> Exercise
Output the lines below exactly, please, from the first line until the line with "pub struct OriginIp", counting both.

[Collected data entries]
---------------
use serde::Deserialize;
use tokio::sync::OnceCell;

pub const UNKNOWN_IP: &str = "Não identificado";

#[derive(Deserialize)]
struct LookupResponse {
    ip: String,
}

/// The service's public address as reported by an IP echo endpoint.
///
/// Looked up at most once successfully per process; failed lookups are not cached,
/// so a later call tries again. Until then callers get [`UNKNOWN_IP`].
pub struct OriginIp {
    cell: OnceCell<String>,
    client: reqwest::Client,
    lookup_url: Option<String>,
}

impl OriginIp {
    pub fn new(client: reqwest::Client, lookup_url: Option<String>) -> Self {
        OriginIp {
            cell: OnceCell::new(),
            client,
            lookup_url,
        }
    }

    /// Already-known address, no lookup.
    pub fn fixed(ip: impl Into<String>) -> Self {
        OriginIp {
            cell: OnceCell::new_with(Some(ip.into())),
            client: reqwest::Client::new(),
            lookup_url: None,
        }
    }

    pub fn cached(&self) -> Option<&str> {
        self.cell.get().map(String::as_str)
    }

    pub async fn resolve(&self) -> String {
        if let Some(ip) = self.cell.get() {
            return ip.clone();
        }
        let Some(url) = self.lookup_url.as_deref() else {
            return UNKNOWN_IP.to_string();
        };

        let result = self
            .cell
            .get_or_try_init(|| async {
                let response = self.client.get(url).send().await?.error_for_status()?;
                let body: LookupResponse = response.json().await?;
                Ok::<_, reqwest::Error>(body.ip)
            })
            .await;

        match result {
            Ok(ip) => ip.clone(),
            Err(e) => {
                log::warn!("Origin IP lookup failed: {e}");
                UNKNOWN_IP.to_string()
            }
        }
    }
}

#[cfg(test)]
mod tests {
    use super::*;

    #[tokio::test]
    async fn without_lookup_url_falls_back() {
        let origin = OriginIp::new(reqwest::Client::new(), None);
        assert_eq!(origin.resolve().await, UNKNOWN_IP);
        assert_eq!(origin.cached(), None);
    }

    #[tokio::test]
    async fn fixed_value_is_returned() {
        let origin = OriginIp::fixed("187.0.0.1");
        assert_eq!(origin.resolve().await, "187.0.0.1");
    }
}
use actix_session::Session;
use actix_web::{HttpRequest, HttpResponse, web};
use actix_ws::Message;
use tokio::sync::mpsc;

use crate::auth::session::get_user_id;
use crate::realtime::{self, ConnectionMap};

/// GET /ws - upgrade to a WebSocket that receives change events.
pub async fn ws_connect(
    req: HttpRequest,
    body: web::Payload,
    session: Session,
    conn_map: web::Data<ConnectionMap>,
) -> Result<HttpResponse, actix_web::Error> {
    let user_id = match get_user_id(&session) {
        Some(id) => id,
        None => return Ok(HttpResponse::Unauthorized().finish()),
    };

    let (response, mut ws_session, mut msg_stream) = actix_ws::handle(&req, body)?;

    let (tx, mut rx) = mpsc::unbounded_channel::<String>();
    realtime::register(&conn_map, user_id, tx);

    let conn_map = conn_map.get_ref().clone();

    actix_web::rt::spawn(async move {
        loop {
            tokio::select! {
                Some(msg) = rx.recv() => {
                    if ws_session.text(msg).await.is_err() {
                        break;
                    }
                }
                Some(Ok(msg)) = msg_stream.recv() => {
                    match msg {
                        Message::Ping(bytes) => {
                            if ws_session.pong(&bytes).await.is_err() {
                                break;
                            }
                        }
                        Message::Close(_) => break,
                        // Clients only listen; edits go through the HTTP API.
                        _ => {}
                    }
                }
                else => break,
            }
        }

        drop(rx);
        realtime::prune(&conn_map, user_id);
    });

    Ok(response)
}
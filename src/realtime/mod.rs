pub mod listener;

use std::collections::HashMap;
use std::sync::{Arc, RwLock};

use chrono::{DateTime, Utc};
use serde::{Deserialize, Serialize};
use tokio::sync::mpsc;

pub use listener::{CHANNEL, spawn_listener};

/// Open WebSocket senders per logged-in user.
pub type ConnectionMap = Arc<RwLock<HashMap<i64, Vec<mpsc::UnboundedSender<String>>>>>;

pub fn new_connection_map() -> ConnectionMap {
    Arc::new(RwLock::new(HashMap::new()))
}

/// Payload published by the database triggers.
#[derive(Debug, Clone, PartialEq, Eq, Deserialize)]
pub struct ChangeNotice {
    pub table: String,
    pub op: String,
    #[serde(default)]
    pub id: Option<i64>,
}

/// The work one burst of notices calls for.
#[derive(Debug, Default, PartialEq, Eq)]
pub struct Burst {
    /// At least one notice touched `pericias`.
    pub refresh_appointments: bool,
    /// Distinct (table, op) pairs in arrival order, one `data_changed` event each.
    pub changes: Vec<(String, String)>,
    /// New broadcast messages, each pushed on its own.
    pub messages: Vec<i64>,
}

/// Fold a burst of notices into a single refresh and deduplicated events.
pub fn coalesce(notices: impl IntoIterator<Item = ChangeNotice>) -> Burst {
    let mut burst = Burst::default();
    for notice in notices {
        if notice.table == "pericias" {
            burst.refresh_appointments = true;
        }
        match (notice.table.as_str(), notice.op.as_str(), notice.id) {
            ("global_messages", "INSERT", Some(id)) => {
                if !burst.messages.contains(&id) {
                    burst.messages.push(id);
                }
            }
            _ => {
                let key = (notice.table, notice.op);
                if !burst.changes.contains(&key) {
                    burst.changes.push(key);
                }
            }
        }
    }
    burst
}

/// What connected clients receive.
#[derive(Debug, Clone, PartialEq, Eq, Serialize)]
#[serde(tag = "type", rename_all = "snake_case")]
pub enum ChangeEvent {
    DataChanged {
        table: String,
        op: String,
    },
    GlobalMessage {
        id: i64,
        message: String,
        created_by: String,
        created_at: DateTime<Utc>,
    },
}

/// Send `event` to every open connection. Returns how many sockets it was queued on.
pub fn broadcast(conn_map: &ConnectionMap, event: &ChangeEvent) -> usize {
    let msg = match serde_json::to_string(event) {
        Ok(m) => m,
        Err(e) => {
            log::error!("Failed to encode change event: {e}");
            return 0;
        }
    };
    let map = match conn_map.read() {
        Ok(m) => m,
        Err(_) => return 0,
    };
    let mut sent = 0;
    for senders in map.values() {
        for sender in senders {
            if sender.send(msg.clone()).is_ok() {
                sent += 1;
            }
        }
    }
    sent
}

pub fn register(conn_map: &ConnectionMap, user_id: i64, sender: mpsc::UnboundedSender<String>) {
    let mut map = conn_map.write().unwrap_or_else(|e| e.into_inner());
    map.entry(user_id).or_default().push(sender);
}

/// Drop closed senders for `user_id`, and the user entry once none remain.
pub fn prune(conn_map: &ConnectionMap, user_id: i64) {
    if let Ok(mut map) = conn_map.write() {
        if let Some(senders) = map.get_mut(&user_id) {
            senders.retain(|s| !s.is_closed());
            if senders.is_empty() {
                map.remove(&user_id);
            }
        }
    }
}
use chrono::{DateTime, Duration, Utc};
use serde::Serialize;
use sqlx::PgPool;

/// How many recent uploads a user sees (and that are checked for duplicate files).
pub const HISTORY_LIMIT: i64 = 5;

/// One bulk import, identified by the batch id the pipeline tags its rows with.
#[derive(Debug, Clone, PartialEq, Eq, Serialize, sqlx::FromRow)]
pub struct ImportBatch {
    pub batch_id: String,
    pub file_name: String,
    pub uploaded_by: i64,
    pub created_at: DateTime<Utc>,
}

impl ImportBatch {
    /// Undo is allowed while the batch is younger than `window`.
    pub fn undo_allowed(&self, now: DateTime<Utc>, window: Duration) -> bool {
        now - self.created_at <= window
    }
}

/// Fresh batch identifier (random UUID v4).
pub fn generate_batch_id() -> String {
    uuid::Uuid::new_v4().to_string()
}

/// True when the same file name is already among the recent uploads.
pub fn is_recent_duplicate(recent: &[ImportBatch], file_name: &str) -> bool {
    recent.iter().any(|b| b.file_name == file_name)
}

pub async fn record(
    pool: &PgPool,
    batch_id: &str,
    file_name: &str,
    uploaded_by: i64,
) -> Result<(), sqlx::Error> {
    sqlx::query(
        "INSERT INTO import_batches (batch_id, file_name, uploaded_by) VALUES ($1, $2, $3)",
    )
    .bind(batch_id)
    .bind(file_name)
    .bind(uploaded_by)
    .execute(pool)
    .await?;
    Ok(())
}

pub async fn find(pool: &PgPool, batch_id: &str) -> Result<Option<ImportBatch>, sqlx::Error> {
    sqlx::query_as(
        "SELECT batch_id, file_name, uploaded_by, created_at FROM import_batches WHERE batch_id = $1",
    )
    .bind(batch_id)
    .fetch_optional(pool)
    .await
}

/// The user's most recent uploads, newest first.
pub async fn find_recent_for_user(
    pool: &PgPool,
    user_id: i64,
    limit: i64,
) -> Result<Vec<ImportBatch>, sqlx::Error> {
    sqlx::query_as(
        "SELECT batch_id, file_name, uploaded_by, created_at FROM import_batches \
         WHERE uploaded_by = $1 ORDER BY created_at DESC LIMIT $2",
    )
    .bind(user_id)
    .bind(limit)
    .fetch_all(pool)
    .await
}

pub async fn remove(pool: &PgPool, batch_id: &str) -> Result<(), sqlx::Error> {
    sqlx::query("DELETE FROM import_batches WHERE batch_id = $1")
        .bind(batch_id)
        .execute(pool)
        .await?;
    Ok(())
}
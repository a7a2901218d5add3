pub mod admin_handlers;
pub mod api;
pub mod appointment_handlers;
pub mod attendance_handlers;
pub mod auth_handlers;
pub mod import_handlers;
pub mod legacy_handlers;
pub mod message_handlers;
pub mod report_handlers;
pub mod ws;
//! Spreadsheet-backed endpoint that held the schedule before the database did.

use serde::{Deserialize, Serialize};
use serde_json::Value;

use crate::errors::AppError;
use crate::models::appointment::normalize::normalize_outcome;
use crate::models::appointment::{Appointment, RawAppointment, Rejected, partition};

/// Row 1 of the sheet is the header.
pub const FIRST_DATA_ROW: i64 = 2;

#[derive(Deserialize)]
struct Envelope {
    status: String,
    #[serde(default)]
    message: Option<String>,
    #[serde(default)]
    data: Vec<Value>,
}

#[derive(Debug, Serialize)]
struct UpdateRequest<'a> {
    #[serde(rename = "rowId")]
    row_id: i64,
    observacao: &'a str,
}

/// Outcome edit for one sheet row.
#[derive(Debug, Clone, Deserialize)]
pub struct LegacyUpdate {
    #[serde(rename = "rowId", alias = "row_id")]
    pub row_id: i64,
    #[serde(default)]
    pub observacao: String,
}

pub fn validate_row_id(row_id: i64) -> Result<(), AppError> {
    if row_id < FIRST_DATA_ROW {
        Err(AppError::validation(format!("Linha inválida: {row_id}")))
    } else {
        Ok(())
    }
}

fn envelope(body: &str) -> Result<Envelope, AppError> {
    let env: Envelope = serde_json::from_str(body)
        .map_err(|e| AppError::Upstream(format!("Resposta inválida da planilha: {e}")))?;
    if env.status != "success" {
        let message = env.message.unwrap_or_else(|| "Erro na planilha".to_string());
        return Err(AppError::Upstream(message));
    }
    Ok(env)
}

/// Decode a read response into canonical rows plus the ones that failed normalization.
pub fn parse_rows(body: &str) -> Result<(Vec<Appointment>, Vec<Rejected>), AppError> {
    let env = envelope(body)?;
    let raws: Vec<RawAppointment> = env
        .data
        .iter()
        .filter_map(Value::as_object)
        .map(RawAppointment::from_json)
        .collect();
    Ok(partition(&raws))
}

pub struct LegacySheetClient {
    client: reqwest::Client,
    url: String,
}

impl LegacySheetClient {
    pub fn new(client: reqwest::Client, url: String) -> Self {
        LegacySheetClient { client, url }
    }

    pub async fn fetch_rows(&self) -> Result<(Vec<Appointment>, Vec<Rejected>), AppError> {
        let body = self
            .client
            .get(&self.url)
            .send()
            .await?
            .error_for_status()?
            .text()
            .await?;
        parse_rows(&body)
    }

    /// Write the outcome column of one row.
    pub async fn update_observation(&self, row_id: i64, observacao: &str) -> Result<(), AppError> {
        validate_row_id(row_id)?;
        let observacao = normalize_outcome(observacao).map_err(|e| AppError::validation(e.to_string()))?;

        let body = self
            .client
            .post(&self.url)
            .json(&UpdateRequest {
                row_id,
                observacao: &observacao,
            })
            .send()
            .await?
            .error_for_status()?
            .text()
            .await?;
        envelope(&body).map(|_| ())
    }
}

#[cfg(test)]
mod tests {
    use super::*;

    #[test]
    fn header_row_cannot_be_updated() {
        assert!(validate_row_id(1).is_err());
        assert!(validate_row_id(2).is_ok());
    }

    #[test]
    fn error_envelope_surfaces_message() {
        let err = parse_rows(r#"{"status":"error","message":"Sheet not found."}"#).unwrap_err();
        assert!(matches!(err, AppError::Upstream(m) if m == "Sheet not found."));
    }
}
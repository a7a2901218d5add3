pub mod filter;
pub mod normalize;
pub mod queries;
pub mod types;

pub use filter::{AppointmentFilter, distinct_experts, distinct_specialties};
pub use normalize::{NormalizeError, RawAppointment, Rejected, normalize, partition};
pub use queries::*;
pub use types::*;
---------------
> Response
use serde::Deserialize;
use tokio::sync::OnceCell;

pub const UNKNOWN_IP: &str = "Não identificado";

#[derive(Deserialize)]
struct LookupResponse {
    ip: String,
}

/// The service's public address as reported by an IP echo endpoint.
///
/// Looked up at most once successfully per process; failed lookups are not cached,
/// so a later call tries again. Until then callers get [`UNKNOWN_IP`].
pub struct OriginIp {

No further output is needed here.